§ **Aim of the task**
What lines in the records below include the word "retries"? Return each one.

(Data items)
###

use heapless::String;
use log::{info, warn};

/// Capacity of the broker hostname.
pub const BROKER_HOST_MAX: usize = 64;

/// Fixed delay between failed reconnect attempts. Deliberately not
/// exponential.
pub const RECONNECT_INTERVAL_MS: u64 = 5_000;

#[derive(Debug, PartialEq, Eq)]
pub enum SessionError {
    /// Network link is down; no session work is possible.
    LinkDown,
    /// `configure` has not been called yet.
    NotConfigured,
    /// The link is up but no broker session is established.
    NotConnected,
    /// Transport-level or protocol-level connection failure.
    BrokerRejected,
}

/// Optional username/password pair for the broker.
pub type Credentials<'a> = (&'a str, &'a str);

/// Publish/subscribe transport beneath the session manager.
///
/// `connect` performs exactly one establishment attempt. `drain` hands every
/// queued inbound message to the handler and returns without blocking on new
/// traffic.
pub trait MessageTransport {
    async fn connect(
        &mut self,
        host: &str,
        port: u16,
        client_id: &str,
        credentials: Option<Credentials<'_>>,
    ) -> Result<(), SessionError>;
    fn is_connected(&self) -> bool;
    async fn publish(&mut self, topic: &str, payload: &[u8]) -> Result<(), SessionError>;
    async fn subscribe(&mut self, topic: &str) -> Result<(), SessionError>;
    async fn drain(&mut self, handler: &mut dyn FnMut(&str, &[u8]));
}

/// Owns the messaging-broker session lifecycle: fail-fast connect, fixed
/// backoff reconnects, inbound dispatch and fire-and-forget publishes.
///
/// The session holds no mid-attempt state across ticks; transitions are
/// driven solely by `connect` outcomes and the externally observed link
/// state. When the link drops, the session counts as disconnected no matter
/// what the transport last reported.
pub struct SessionManager<T> {
    transport: T,
    broker: Option<(String<BROKER_HOST_MAX>, u16)>,
    next_retry_ms: Option<u64>,
}

impl<T: MessageTransport> SessionManager<T> {
    pub fn new(transport: T) -> Self {
        Self {
            transport,
            broker: None,
            next_retry_ms: None,
        }
    }

    /// Sets the broker destination. Idempotent; callable once before the
    /// first connect.
    pub fn configure(&mut self, host: &str, port: u16) {
        let mut stored = String::new();
        stored.push_str(host).ok();
        self.broker = Some((stored, port));
    }

    pub fn connected(&self, link_up: bool) -> bool {
        link_up && self.transport.is_connected()
    }

    /// One session establishment attempt. Fails fast with a typed error if
    /// the link is down or no broker is configured; never retries
    /// internally.
    pub async fn connect(
        &mut self,
        link_up: bool,
        client_id: &str,
        credentials: Option<Credentials<'_>>,
    ) -> Result<(), SessionError> {
        let (host, port) = self.broker.as_ref().ok_or(SessionError::NotConfigured)?;
        if !link_up {
            return Err(SessionError::LinkDown);
        }
        info!("session: connecting to {}:{}", host, port);
        self.transport
            .connect(host, *port, client_id, credentials)
            .await
    }

    /// Non-blocking per-tick reconnection driver. Returns `true` when this
    /// call established a fresh session.
    ///
    /// No-op while the link is down or the session is connected. Otherwise a
    /// single attempt is made once the scheduled retry timestamp (if any)
    /// has passed; on failure the next attempt is scheduled at
    /// `now + RECONNECT_INTERVAL_MS`, on success the schedule is cleared so
    /// a later disconnect retries on the next eligible tick.
    pub async fn maintain(
        &mut self,
        link_up: bool,
        now_ms: u64,
        client_id: &str,
        credentials: Option<Credentials<'_>>,
    ) -> bool {
        if !link_up || self.transport.is_connected() {
            return false;
        }
        if let Some(at) = self.next_retry_ms {
            if now_ms < at {
                return false;
            }
        }
        match self.connect(link_up, client_id, credentials).await {
            Ok(()) => {
                info!("session: connected");
                self.next_retry_ms = None;
                true
            }
            Err(e) => {
                warn!(
                    "session: connect failed ({:?}), retrying in {}ms",
                    e, RECONNECT_INTERVAL_MS
                );
                self.next_retry_ms = Some(now_ms + RECONNECT_INTERVAL_MS);
                false
            }
        }
    }

    /// Services the inbound queue, invoking the handler once per delivered
    /// message. A no-op when not connected.
    pub async fn drain(&mut self, link_up: bool, handler: &mut dyn FnMut(&str, &[u8])) {
        if !self.connected(link_up) {
            return;
        }
        self.transport.drain(handler).await;
    }

    /// Fire-and-forget publish: no delivery confirmation, no retry, and a
    /// silent no-op when not connected.
    pub async fn publish(&mut self, link_up: bool, topic: &str, payload: &[u8]) {
        if !self.connected(link_up) {
            return;
        }
        if let Err(e) = self.transport.publish(topic, payload).await {
            warn!("session: publish to {} failed: {:?}", topic, e);
        }
    }

    /// Registers interest in a topic; valid only while connected.
    pub async fn subscribe(&mut self, link_up: bool, topic: &str) -> Result<(), SessionError> {
        if !link_up {
            return Err(SessionError::LinkDown);
        }
        if !self.transport.is_connected() {
            return Err(SessionError::NotConnected);
        }
        self.transport.subscribe(topic).await
    }
}

#[cfg(test)]
mod tests {
    use super::*;
    use core::cell::Cell;
    use embassy_futures::block_on;

    struct FlakyTransport {
        connected: bool,
        accept_connects: bool,
        attempts: Cell<u32>,
        published: u32,
    }

    impl FlakyTransport {
        fn new(accept_connects: bool) -> Self {
            Self {
                connected: false,
                accept_connects,
                attempts: Cell::new(0),
                published: 0,
            }
        }
    }

    impl MessageTransport for FlakyTransport {
        async fn connect(
            &mut self,
            _host: &str,
            _port: u16,
            _client_id: &str,
            _credentials: Option<Credentials<'_>>,
        ) -> Result<(), SessionError> {
            self.attempts.set(self.attempts.get() + 1);
            if self.accept_connects {
                self.connected = true;
                Ok(())
            } else {
                Err(SessionError::BrokerRejected)
            }
        }

        fn is_connected(&self) -> bool {
            self.connected
        }

        async fn publish(&mut self, _topic: &str, _payload: &[u8]) -> Result<(), SessionError> {
            self.published += 1;
            Ok(())
        }

        async fn subscribe(&mut self, _topic: &str) -> Result<(), SessionError> {
            Ok(())
        }

        async fn drain(&mut self, _handler: &mut dyn FnMut(&str, &[u8])) {}
    }

    #[test]
    fn connect_fails_fast_when_not_configured() {
        let mut session = SessionManager::new(FlakyTransport::new(true));
        let err = block_on(session.connect(true, "node", None)).unwrap_err();
        assert_eq!(err, SessionError::NotConfigured);
    }

    #[test]
    fn connect_fails_fast_when_link_is_down() {
        let mut session = SessionManager::new(FlakyTransport::new(true));
        session.configure("broker.local", 1883);
        let err = block_on(session.connect(false, "node", None)).unwrap_err();
        assert_eq!(err, SessionError::LinkDown);
        assert_eq!(session.transport.attempts.get(), 0);
    }

    #[test]
    fn maintain_honors_the_backoff_schedule() {
        let mut session = SessionManager::new(FlakyTransport::new(false));
        session.configure("broker.local", 1883);

        assert!(!block_on(session.maintain(true, 0, "node", None)));
        assert_eq!(session.transport.attempts.get(), 1);

        // Before the scheduled timestamp: no attempt at all.
        assert!(!block_on(session.maintain(true, 4_999, "node", None)));
        assert_eq!(session.transport.attempts.get(), 1);

        // At the timestamp: exactly one more attempt.
        assert!(!block_on(session.maintain(true, 5_000, "node", None)));
        assert_eq!(session.transport.attempts.get(), 2);
    }

    #[test]
    fn maintain_clears_the_schedule_on_success() {
        let mut session = SessionManager::new(FlakyTransport::new(false));
        session.configure("broker.local", 1883);
        assert!(!block_on(session.maintain(true, 0, "node", None)));

        session.transport.accept_connects = true;
        assert!(block_on(session.maintain(true, 5_000, "node", None)));
        assert!(session.next_retry_ms.is_none());

        // A later disconnect may retry immediately on the next tick.
        session.transport.connected = false;
        session.transport.accept_connects = false;
        assert!(!block_on(session.maintain(true, 5_100, "node", None)));
        assert_eq!(session.transport.attempts.get(), 3);
    }

    #[test]
    fn maintain_is_a_no_op_when_link_down_or_connected() {
        let mut session = SessionManager::new(FlakyTransport::new(true));
        session.configure("broker.local", 1883);

        assert!(!block_on(session.maintain(false, 0, "node", None)));
        assert_eq!(session.transport.attempts.get(), 0);

        assert!(block_on(session.maintain(true, 0, "node", None)));
        assert!(!block_on(session.maintain(true, 10, "node", None)));
        assert_eq!(session.transport.attempts.get(), 1);
    }

    #[test]
    fn subscribe_errors_name_the_failing_layer() {
        let mut session = SessionManager::new(FlakyTransport::new(true));
        session.configure("broker.local", 1883);

        let err = block_on(session.subscribe(false, "t")).unwrap_err();
        assert_eq!(err, SessionError::LinkDown);

        let err = block_on(session.subscribe(true, "t")).unwrap_err();
        assert_eq!(err, SessionError::NotConnected);

        block_on(session.connect(true, "node", None)).unwrap();
        assert!(block_on(session.subscribe(true, "t")).is_ok());
    }

    #[test]
    fn publish_is_a_silent_no_op_when_disconnected() {
        let mut session = SessionManager::new(FlakyTransport::new(true));
        session.configure("broker.local", 1883);
        block_on(session.publish(true, "t", b"x"));
        assert_eq!(session.transport.published, 0);

        block_on(session.connect(true, "node", None)).unwrap();
        block_on(session.publish(true, "t", b"x"));
        assert_eq!(session.transport.published, 1);

        // Link drop makes the session count as disconnected.
        block_on(session.publish(false, "t", b"x"));
        assert_eq!(session.transport.published, 1);
    }
}
//! REST semantics of the configuration endpoint.
//!
//! The HTTP transport is a collaborator: it hands over the method and the
//! raw request body and writes back whatever status code and JSON body
//! [`handle_request`] produces. Everything observable about the endpoint
//! (snapshot shape, patch validation, status codes) lives here so it can be
//! exercised on the host.

use heapless::String;
use serde::{Deserialize, Serialize};

use crate::config::{RuntimeConfig, SENSOR_ID_MAX, STATUS_MAX};

/// Capacity of a rendered response body.
pub const RESPONSE_MAX: usize = 384;

#[derive(Debug, PartialEq, Eq)]
pub enum RestError {
    /// Request body missing or not parseable as a partial config record.
    BadRequest,
}

#[derive(Clone, Copy, Debug, PartialEq, Eq)]
pub enum Method {
    Options,
    Get,
    Post,
}

/// Status code and body the transport writes back verbatim.
pub struct HttpReply {
    pub status: u16,
    pub body: String<RESPONSE_MAX>,
}

#[derive(Serialize)]
#[serde(rename_all = "camelCase")]
struct ConfigSnapshot<'a> {
    status: &'a str,
    send_interval_ms: u32,
    publish_temperature: bool,
    publish_humidity: bool,
    temp_sensor_id: &'a str,
    hum_sensor_id: &'a str,
}

/// Gate for POST bodies: deserializing this skips every field, so it
/// succeeds on any JSON object and fails on everything else.
#[derive(Deserialize)]
struct PatchProbe {}

// Each recognized field is parsed through its own one-field record, so a
// wrong-typed value fails only that field's parse and is skipped exactly
// like an unknown field. The streaming deserializer cannot recover from a
// type mismatch mid-body, which rules out one shared patch record.

#[derive(Deserialize)]
#[serde(rename_all = "camelCase")]
struct StatusField {
    status: Option<String<STATUS_MAX>>,
}

#[derive(Deserialize)]
#[serde(rename_all = "camelCase")]
struct SendIntervalField {
    send_interval_ms: Option<i64>,
}

#[derive(Deserialize)]
#[serde(rename_all = "camelCase")]
struct PublishTemperatureField {
    publish_temperature: Option<bool>,
}

#[derive(Deserialize)]
#[serde(rename_all = "camelCase")]
struct PublishHumidityField {
    publish_humidity: Option<bool>,
}

#[derive(Deserialize)]
#[serde(rename_all = "camelCase")]
struct TempSensorIdField {
    temp_sensor_id: Option<String<SENSOR_ID_MAX>>,
}

#[derive(Deserialize)]
#[serde(rename_all = "camelCase")]
struct HumSensorIdField {
    hum_sensor_id: Option<String<SENSOR_ID_MAX>>,
}

fn parse_field<'de, T: Deserialize<'de>>(body: &'de [u8]) -> Option<T> {
    serde_json_core::from_slice(body).ok().map(|(value, _)| value)
}

/// Renders the full configuration snapshot as a flat JSON record.
pub fn snapshot_json(cfg: &RuntimeConfig) -> Result<String<RESPONSE_MAX>, RestError> {
    let snapshot = ConfigSnapshot {
        status: cfg.status(),
        send_interval_ms: cfg.send_interval_ms(),
        publish_temperature: cfg.publish_temperature(),
        publish_humidity: cfg.publish_humidity(),
        temp_sensor_id: cfg.temp_sensor_id(),
        hum_sensor_id: cfg.hum_sensor_id(),
    };
    serde_json_core::to_string(&snapshot).map_err(|_| RestError::BadRequest)
}

/// Parses a partial record and applies every recognized, well-typed field.
///
/// Fields are validated and assigned independently; there is no rollback.
/// Unknown and wrong-typed fields are skipped. Only a body that does not
/// parse as a JSON object is rejected, before any field is touched.
pub fn apply_patch(cfg: &mut RuntimeConfig, body: &[u8]) -> Result<(), RestError> {
    serde_json_core::from_slice::<PatchProbe>(body).map_err(|_| RestError::BadRequest)?;

    if let Some(StatusField {
        status: Some(status),
    }) = parse_field(body)
    {
        cfg.set_status(&status);
    }
    if let Some(SendIntervalField {
        send_interval_ms: Some(interval_ms),
    }) = parse_field(body)
    {
        cfg.set_send_interval_ms(interval_ms);
    }
    if let Some(PublishTemperatureField {
        publish_temperature: Some(enabled),
    }) = parse_field(body)
    {
        cfg.set_publish_temperature(enabled);
    }
    if let Some(PublishHumidityField {
        publish_humidity: Some(enabled),
    }) = parse_field(body)
    {
        cfg.set_publish_humidity(enabled);
    }
    if let Some(TempSensorIdField {
        temp_sensor_id: Some(id),
    }) = parse_field(body)
    {
        cfg.set_temp_sensor_id(&id);
    }
    if let Some(HumSensorIdField {
        hum_sensor_id: Some(id),
    }) = parse_field(body)
    {
        cfg.set_hum_sensor_id(&id);
    }
    Ok(())
}

/// Full endpoint behavior for the configuration path.
pub fn handle_request(cfg: &mut RuntimeConfig, method: Method, body: Option<&[u8]>) -> HttpReply {
    match method {
        Method::Options => HttpReply {
            status: 204,
            body: String::new(),
        },
        Method::Get => snapshot_reply(cfg),
        Method::Post => {
            let Some(body) = body else {
                return error_reply("missing body");
            };
            match apply_patch(cfg, body) {
                Ok(()) => snapshot_reply(cfg),
                Err(RestError::BadRequest) => error_reply("invalid json"),
            }
        }
    }
}

fn snapshot_reply(cfg: &RuntimeConfig) -> HttpReply {
    match snapshot_json(cfg) {
        Ok(body) => HttpReply { status: 200, body },
        Err(_) => HttpReply {
            status: 500,
            body: String::new(),
        },
    }
}

fn error_reply(reason: &str) -> HttpReply {
    use core::fmt::Write;
    let mut body = String::new();
    write!(body, "{{\"error\":\"{}\"}}", reason).ok();
    HttpReply { status: 400, body }
}

#[cfg(test)]
mod tests {
    use super::*;

    #[test]
    fn get_renders_full_snapshot() {
        let mut cfg = RuntimeConfig::default();
        let reply = handle_request(&mut cfg, Method::Get, None);
        assert_eq!(reply.status, 200);
        assert_eq!(
            reply.body.as_str(),
            "{\"status\":\"online\",\"sendIntervalMs\":2000,\
             \"publishTemperature\":true,\"publishHumidity\":true,\
             \"tempSensorId\":\"temp-1\",\"humSensorId\":\"hum-1\"}"
        );
    }

    #[test]
    fn options_is_no_content() {
        let mut cfg = RuntimeConfig::default();
        let reply = handle_request(&mut cfg, Method::Options, None);
        assert_eq!(reply.status, 204);
        assert!(reply.body.is_empty());
    }

    #[test]
    fn interval_floor_applies_on_patch_round_trip() {
        let mut cfg = RuntimeConfig::default();
        let reply = handle_request(&mut cfg, Method::Post, Some(b"{\"sendIntervalMs\":500}"));
        assert_eq!(reply.status, 200);
        let get = handle_request(&mut cfg, Method::Get, None);
        assert!(get.body.contains("\"sendIntervalMs\":1000"));
    }

    #[test]
    fn unparseable_body_is_rejected_without_mutation() {
        let mut cfg = RuntimeConfig::default();
        let before = handle_request(&mut cfg, Method::Get, None).body;

        let reply = handle_request(&mut cfg, Method::Post, Some(b"{not json"));
        assert_eq!(reply.status, 400);
        assert!(reply.body.contains("error"));

        let after = handle_request(&mut cfg, Method::Get, None).body;
        assert_eq!(before, after);
    }

    #[test]
    fn missing_body_is_rejected() {
        let mut cfg = RuntimeConfig::default();
        let reply = handle_request(&mut cfg, Method::Post, None);
        assert_eq!(reply.status, 400);
    }

    #[test]
    fn empty_sensor_id_is_silently_ignored() {
        let mut cfg = RuntimeConfig::default();
        let reply = handle_request(&mut cfg, Method::Post, Some(b"{\"tempSensorId\":\"\"}"));
        assert_eq!(reply.status, 200);
        assert_eq!(cfg.temp_sensor_id(), "temp-1");
    }

    #[test]
    fn unknown_fields_are_ignored() {
        let mut cfg = RuntimeConfig::default();
        let before = snapshot_json(&cfg).unwrap();
        let reply = handle_request(&mut cfg, Method::Post, Some(b"{\"bogus\":1}"));
        assert_eq!(reply.status, 200);
        assert_eq!(reply.body, before);
    }

    #[test]
    fn wrong_typed_field_is_skipped_not_rejected() {
        let mut cfg = RuntimeConfig::default();
        let reply = handle_request(
            &mut cfg,
            Method::Post,
            Some(b"{\"publishTemperature\":\"yes\"}"),
        );
        assert_eq!(reply.status, 200);
        assert!(cfg.publish_temperature(), "mismatched value must not apply");
    }

    #[test]
    fn well_typed_fields_apply_beside_a_wrong_typed_one() {
        let mut cfg = RuntimeConfig::default();
        let reply = handle_request(
            &mut cfg,
            Method::Post,
            Some(b"{\"publishTemperature\":\"yes\",\"publishHumidity\":false}"),
        );
        assert_eq!(reply.status, 200);
        assert!(cfg.publish_temperature());
        assert!(!cfg.publish_humidity());
    }

    #[test]
    fn non_object_body_is_rejected() {
        let mut cfg = RuntimeConfig::default();
        let reply = handle_request(&mut cfg, Method::Post, Some(b"[1,2,3]"));
        assert_eq!(reply.status, 400);
    }

    #[test]
    fn no_recognized_fields_is_an_accepted_no_op() {
        let mut cfg = RuntimeConfig::default();
        let before = snapshot_json(&cfg).unwrap();
        let reply = handle_request(&mut cfg, Method::Post, Some(b"{}"));
        assert_eq!(reply.status, 200);
        assert_eq!(reply.body, before);
    }

    #[test]
    fn status_patch_raises_dirty_flag_only_on_change() {
        let mut cfg = RuntimeConfig::default();
        apply_patch(&mut cfg, b"{\"status\":\"online\"}").unwrap();
        assert!(!cfg.status_dirty());
        apply_patch(&mut cfg, b"{\"status\":\"degraded\"}").unwrap();
        assert!(cfg.status_dirty());
        assert_eq!(cfg.status(), "degraded");
    }

    #[test]
    fn independent_fields_apply_together() {
        let mut cfg = RuntimeConfig::default();
        apply_patch(
            &mut cfg,
            b"{\"publishTemperature\":false,\"publishHumidity\":false,\
               \"humSensorId\":\"hum-42\"}",
        )
        .unwrap();
        assert!(!cfg.publish_temperature());
        assert!(!cfg.publish_humidity());
        assert_eq!(cfg.hum_sensor_id(), "hum-42");
    }
}
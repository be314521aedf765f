// src/docs.rs

use utoipa::OpenApi;
use utoipa::openapi::security::{Http, HttpAuthScheme, SecurityScheme};
use crate::handlers;
use crate::models;
use crate::services;

#[derive(OpenApi)]
#[openapi(
    paths(
        // --- Auth ---
        handlers::auth::demo_login,

        // --- Users ---
        handlers::auth::get_me,

        // --- Dashboard ---
        handlers::dashboard::get_dashboard,
        handlers::dashboard::refresh_dashboard,

        // --- Orders ---
        handlers::operations::list_orders,
        handlers::operations::refresh_orders,
        handlers::operations::update_order_status,

        // --- Products ---
        handlers::inventory::list_products,
        handlers::inventory::refresh_products,
        handlers::inventory::create_product,
        handlers::inventory::update_product,

        // --- Wallet ---
        handlers::wallet::get_wallet,
        handlers::wallet::connect_wallet,
        handlers::wallet::disconnect_wallet,

        // --- POS ---
        handlers::pos::get_rates,
        handlers::pos::create_quote,
        handlers::pos::confirm_payment,
    ),
    components(
        schemas(
            // --- Auth ---
            models::auth::Role,
            models::auth::User,
            models::auth::DemoLoginPayload,
            models::auth::AuthResponse,

            // --- Dashboard ---
            models::dashboard::DashboardStat,
            models::dashboard::SalesPoint,
            models::dashboard::RecommendationIcon,
            models::dashboard::RecommendationCard,
            services::dashboard_service::DashboardSnapshot,

            // --- Orders ---
            models::operations::OrderStatus,
            models::operations::Order,
            services::operation_service::OrdersSnapshot,
            handlers::operations::UpdateOrderStatusPayload,

            // --- Products ---
            models::inventory::ProductStatus,
            models::inventory::Product,
            models::inventory::NewProduct,
            models::inventory::ProductUpdate,
            services::inventory_service::ProductsSnapshot,
            services::inventory_service::ProductWrite,
            services::fallback::WriteOutcome,

            // --- Wallet ---
            models::wallet::WalletType,
            models::wallet::WalletStatus,
            models::wallet::ConnectWalletPayload,

            // --- POS ---
            models::payment::CurrencyRates,
            models::payment::PaymentRequest,
            models::payment::PaymentQuote,
            models::payment::PaymentStatus,
            models::payment::PaymentConfirmation,
        )
    ),
    tags(
        (name = "Auth", description = "Sessões das contas demo"),
        (name = "Users", description = "Dados do Usuário"),
        (name = "Dashboard", description = "Indicadores e Gráficos do Vendedor"),
        (name = "Orders", description = "Pedidos do Vendedor"),
        (name = "Products", description = "Catálogo de Produtos"),
        (name = "Wallet", description = "Carteiras Solana"),
        (name = "POS", description = "Pagamentos em cripto no PDV")
    ),
    modifiers(&SecurityAddon)
)]
pub struct ApiDoc;

struct SecurityAddon;

impl utoipa::Modify for SecurityAddon {
    fn modify(&self, openapi: &mut utoipa::openapi::OpenApi) {
        let components = openapi.components.get_or_insert_with(Default::default);
        components.add_security_scheme(
            "api_jwt",
            SecurityScheme::Http(
                Http::new(HttpAuthScheme::Bearer)
            ),
        );
    }
}
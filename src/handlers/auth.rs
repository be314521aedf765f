// src/handlers/auth.rs

use axum::{extract::State, Json};
use validator::Validate;

use crate::{
    common::error::AppError,
    config::AppState,
    middleware::auth::AuthenticatedUser,
    models::auth::{AuthResponse, DemoLoginPayload, User},
};

// POST /api/auth/demo-login
#[utoipa::path(
    post,
    path = "/api/auth/demo-login",
    tag = "Auth",
    request_body = DemoLoginPayload,
    responses(
        (status = 200, description = "Sessão da conta demo", body = AuthResponse),
        (status = 400, description = "E-mail inválido"),
        (status = 404, description = "Conta demo inexistente")
    )
)]
pub async fn demo_login(
    State(app_state): State<AppState>,
    Json(payload): Json<DemoLoginPayload>,
) -> Result<Json<AuthResponse>, AppError> {
    payload.validate()?;

    let (token, user) = app_state.auth_service.demo_login(&payload.email)?;
    Ok(Json(AuthResponse { token, user }))
}

// Handler da rota protegida /me
#[utoipa::path(
    get,
    path = "/api/users/me",
    tag = "Users",
    responses(
        (status = 200, description = "Usuário da sessão", body = User),
        (status = 401, description = "Não autorizado")
    ),
    security(("api_jwt" = []))
)]
pub async fn get_me(AuthenticatedUser(user): AuthenticatedUser) -> Json<User> {
    Json(user)
}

###

§ **Response to this task**
    /// the link is down or no broker is configured; never retries
    /// a later disconnect retries on the next eligible tick.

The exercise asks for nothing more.